(Beginning of Extracted material)
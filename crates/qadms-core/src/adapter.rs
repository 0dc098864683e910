//! Export payload normalization.
//!
//! Two payload shapes are accepted and may coexist:
//!
//! - **Group-keyed tree**: `color`, `spacing`, `typography`, `radius` and
//!   `shadow` map to nested objects. An object carrying `$value`/`value` is a
//!   leaf; every other object key is a path segment.
//! - **Theme config**: a `colors` array of `{name|variable, hex|hsl}` entries
//!   and a `uiTokens` object with optional `radius`/`fontSize`.
//!
//! The tree walk is a fold: each step takes the accumulated [`Walk`] by value
//! and returns it, so no collector is shared across recursive calls.

use crate::report::ValidationReport;
use crate::token::{CanonicalToken, CanonicalTokenModel, TokenGroup};
use regex::Regex;
use serde_json::{Map, Value};
use std::sync::OnceLock;

/// Provenance tag for tokens produced by [`normalize`].
pub const DEFAULT_TOKEN_SOURCE: &str = "figma_export";

/// Diagnostic path for payload-level problems.
pub const ROOT_PATH: &str = "$";

const THEME_COLORS_KEY: &str = "colors";
const THEME_UI_TOKENS_KEY: &str = "uiTokens";

const MSG_ROOT_NOT_OBJECT: &str = "Figma export must be a JSON object.";
const MSG_NO_GROUPS: &str = "At least one supported token group is required.";
const MSG_GROUP_NOT_OBJECT: &str = "Top-level token group must be an object.";
const MSG_LEAF_MISSING_VALUE: &str = "Token leaf is missing $value/value.";
const MSG_BAD_BRANCH: &str = "Token branches must be objects or token leaves.";
const MSG_UNKNOWN_GROUP: &str = "Unknown top-level group ignored by canonical mapping.";
const MSG_COLORS_NOT_ARRAY: &str = "Theme config `colors` must be an array.";
const MSG_COLOR_NOT_OBJECT: &str = "Each color entry must be an object.";
const MSG_COLOR_MISSING_VALUE: &str = "Color entry must include `hex` or `hsl`.";
const MSG_UI_TOKENS_NOT_OBJECT: &str = "Theme config `uiTokens` must be an object.";

/// Tokens and diagnostics accumulated so far.
#[derive(Debug, Default)]
struct Walk {
    tokens: Vec<CanonicalToken>,
    report: ValidationReport,
}

impl Walk {
    fn token(mut self, token: CanonicalToken) -> Self {
        self.tokens.push(token);
        self
    }

    fn error(mut self, path: impl Into<String>, message: &str) -> Self {
        self.report.add_error(path, message);
        self
    }

    fn warning(mut self, path: impl Into<String>, message: &str) -> Self {
        self.report.add_warning(path, message);
        self
    }
}

/// Normalize a decoded export payload into the canonical token model.
///
/// Never fails: every structural problem is recorded in the returned
/// report and the walk continues with the next sibling.
pub fn normalize(payload: &Value) -> (CanonicalTokenModel, ValidationReport) {
    let Some(root) = payload.as_object() else {
        let walk = Walk::default().error(ROOT_PATH, MSG_ROOT_NOT_OBJECT);
        return (CanonicalTokenModel::empty(DEFAULT_TOKEN_SOURCE), walk.report);
    };

    let theme_present =
        root.contains_key(THEME_COLORS_KEY) || root.contains_key(THEME_UI_TOKENS_KEY);
    let walk = collect_theme_config(Walk::default(), root);

    let mut found_group = false;
    let mut walk = root.iter().fold(walk, |walk, (key, node)| {
        match TokenGroup::from_key(key) {
            Some(group) => {
                found_group = true;
                if node.is_object() {
                    walk_node(walk, group, node, &[])
                } else {
                    walk.error(key.as_str(), MSG_GROUP_NOT_OBJECT)
                }
            }
            None if theme_present && is_theme_key(key) => walk,
            None => walk.warning(key.as_str(), MSG_UNKNOWN_GROUP),
        }
    });

    if !found_group && !theme_present {
        walk = walk.error(ROOT_PATH, MSG_NO_GROUPS);
    }

    let model = CanonicalTokenModel::new(DEFAULT_TOKEN_SOURCE, walk.tokens);
    (model, walk.report)
}

fn is_theme_key(key: &str) -> bool {
    key == THEME_COLORS_KEY || key == THEME_UI_TOKENS_KEY
}

/// `$value` takes precedence over `value`, `$type` over `type`.
fn leaf_field<'a>(
    node: &'a Map<String, Value>,
    primary: &str,
    fallback: &str,
) -> Option<&'a Value> {
    node.get(primary).or_else(|| node.get(fallback))
}

fn is_leaf(node: &Map<String, Value>) -> bool {
    node.contains_key("$value") || node.contains_key("value")
}

fn walk_node(walk: Walk, group: TokenGroup, node: &Value, segments: &[&str]) -> Walk {
    let path = join_path(group, segments);

    match node {
        Value::Object(map) if is_leaf(map) => {
            let value = leaf_field(map, "$value", "value").filter(|value| !value.is_null());
            let Some(value) = value else {
                return walk.error(path, MSG_LEAF_MISSING_VALUE);
            };
            let token_type = leaf_field(map, "$type", "type")
                .filter(|token_type| !token_type.is_null())
                .map(render_token_type)
                .unwrap_or_else(|| group.default_token_type().to_string());
            walk.token(CanonicalToken::new(
                group,
                path,
                segments.join("."),
                token_type,
                value.clone(),
            ))
        }
        Value::Object(map) => map.iter().fold(walk, |walk, (key, child)| {
            let mut child_segments = segments.to_vec();
            child_segments.push(key.as_str());
            walk_node(walk, group, child, &child_segments)
        }),
        _ => walk.error(path, MSG_BAD_BRANCH),
    }
}

fn join_path(group: TokenGroup, segments: &[&str]) -> String {
    if segments.is_empty() {
        group.as_str().to_string()
    } else {
        format!("{}.{}", group.as_str(), segments.join("."))
    }
}

fn render_token_type(value: &Value) -> String {
    match value {
        Value::String(text) => text.clone(),
        other => other.to_string(),
    }
}

fn collect_theme_config(walk: Walk, root: &Map<String, Value>) -> Walk {
    let walk = match root.get(THEME_COLORS_KEY) {
        None => walk,
        Some(Value::Array(entries)) => entries
            .iter()
            .enumerate()
            .fold(walk, |walk, (index, entry)| theme_color(walk, index, entry)),
        Some(_) => walk.error(THEME_COLORS_KEY, MSG_COLORS_NOT_ARRAY),
    };

    match root.get(THEME_UI_TOKENS_KEY) {
        None => walk,
        Some(Value::Object(ui_tokens)) => {
            let mut walk = walk;
            if let Some(radius) = ui_tokens.get("radius") {
                walk = walk.token(CanonicalToken::new(
                    TokenGroup::Radius,
                    "radius.base",
                    "base",
                    TokenGroup::Radius.default_token_type(),
                    radius.clone(),
                ));
            }
            if let Some(font_size) = ui_tokens.get("fontSize") {
                walk = walk.token(CanonicalToken::new(
                    TokenGroup::Typography,
                    "typography.body.base.fontSize",
                    "body.base.fontSize",
                    TokenGroup::Typography.default_token_type(),
                    font_size.clone(),
                ));
            }
            walk
        }
        Some(_) => walk.error(THEME_UI_TOKENS_KEY, MSG_UI_TOKENS_NOT_OBJECT),
    }
}

fn theme_color(walk: Walk, index: usize, entry: &Value) -> Walk {
    let path = format!("{THEME_COLORS_KEY}[{index}]");
    let Some(entry) = entry.as_object() else {
        return walk.error(path, MSG_COLOR_NOT_OBJECT);
    };

    let raw_name = ["name", "variable"]
        .iter()
        .filter_map(|key| entry.get(*key))
        .find(|value| is_truthy(value))
        .map(render_token_type)
        .unwrap_or_else(|| format!("color_{index}"));
    let name = slugify(&raw_name.replace("--", ""));

    let value = leaf_field(entry, "hex", "hsl").filter(|value| !value.is_null());
    let Some(value) = value else {
        return walk.error(path, MSG_COLOR_MISSING_VALUE);
    };

    walk.token(CanonicalToken::new(
        TokenGroup::Color,
        format!("color.{name}"),
        name,
        TokenGroup::Color.default_token_type(),
        value.clone(),
    ))
}

/// Empty strings, zero, `false`, `null` and empty containers do not name a color.
fn is_truthy(value: &Value) -> bool {
    match value {
        Value::Null => false,
        Value::Bool(flag) => *flag,
        Value::Number(number) => number.as_f64().is_some_and(|n| n != 0.0),
        Value::String(text) => !text.is_empty(),
        Value::Array(items) => !items.is_empty(),
        Value::Object(map) => !map.is_empty(),
    }
}

fn non_slug_run_re() -> &'static Regex {
    static RE: OnceLock<Regex> = OnceLock::new();
    RE.get_or_init(|| Regex::new(r"[^a-z0-9]+").expect("slug regex must compile"))
}

/// Lowercase, collapse non-alphanumeric runs to `.`, trim dots.
pub fn slugify(value: &str) -> String {
    let lowered = value.to_lowercase();
    let slug = non_slug_run_re().replace_all(&lowered, ".");
    let slug = slug.trim_matches('.');
    if slug.is_empty() {
        "unnamed".to_string()
    } else {
        slug.to_string()
    }
}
(End of Extracted material)
Problem to work on
Which lines belong in the answer? Exactly those from the first line of the entries through the line holding "a path segment.", inclusive, copied unchanged.

Result of the exercise
filename crates/qadms-core/src/adapter.rs
repository 0dc098864683e910
//! Export payload normalization.
//!
//! Two payload shapes are accepted and may coexist:
//!
//! - **Group-keyed tree**: `color`, `spacing`, `typography`, `radius` and
//!   `shadow` map to nested objects. An object carrying `$value`/`value` is a
//!   leaf; every other object key is a path segment.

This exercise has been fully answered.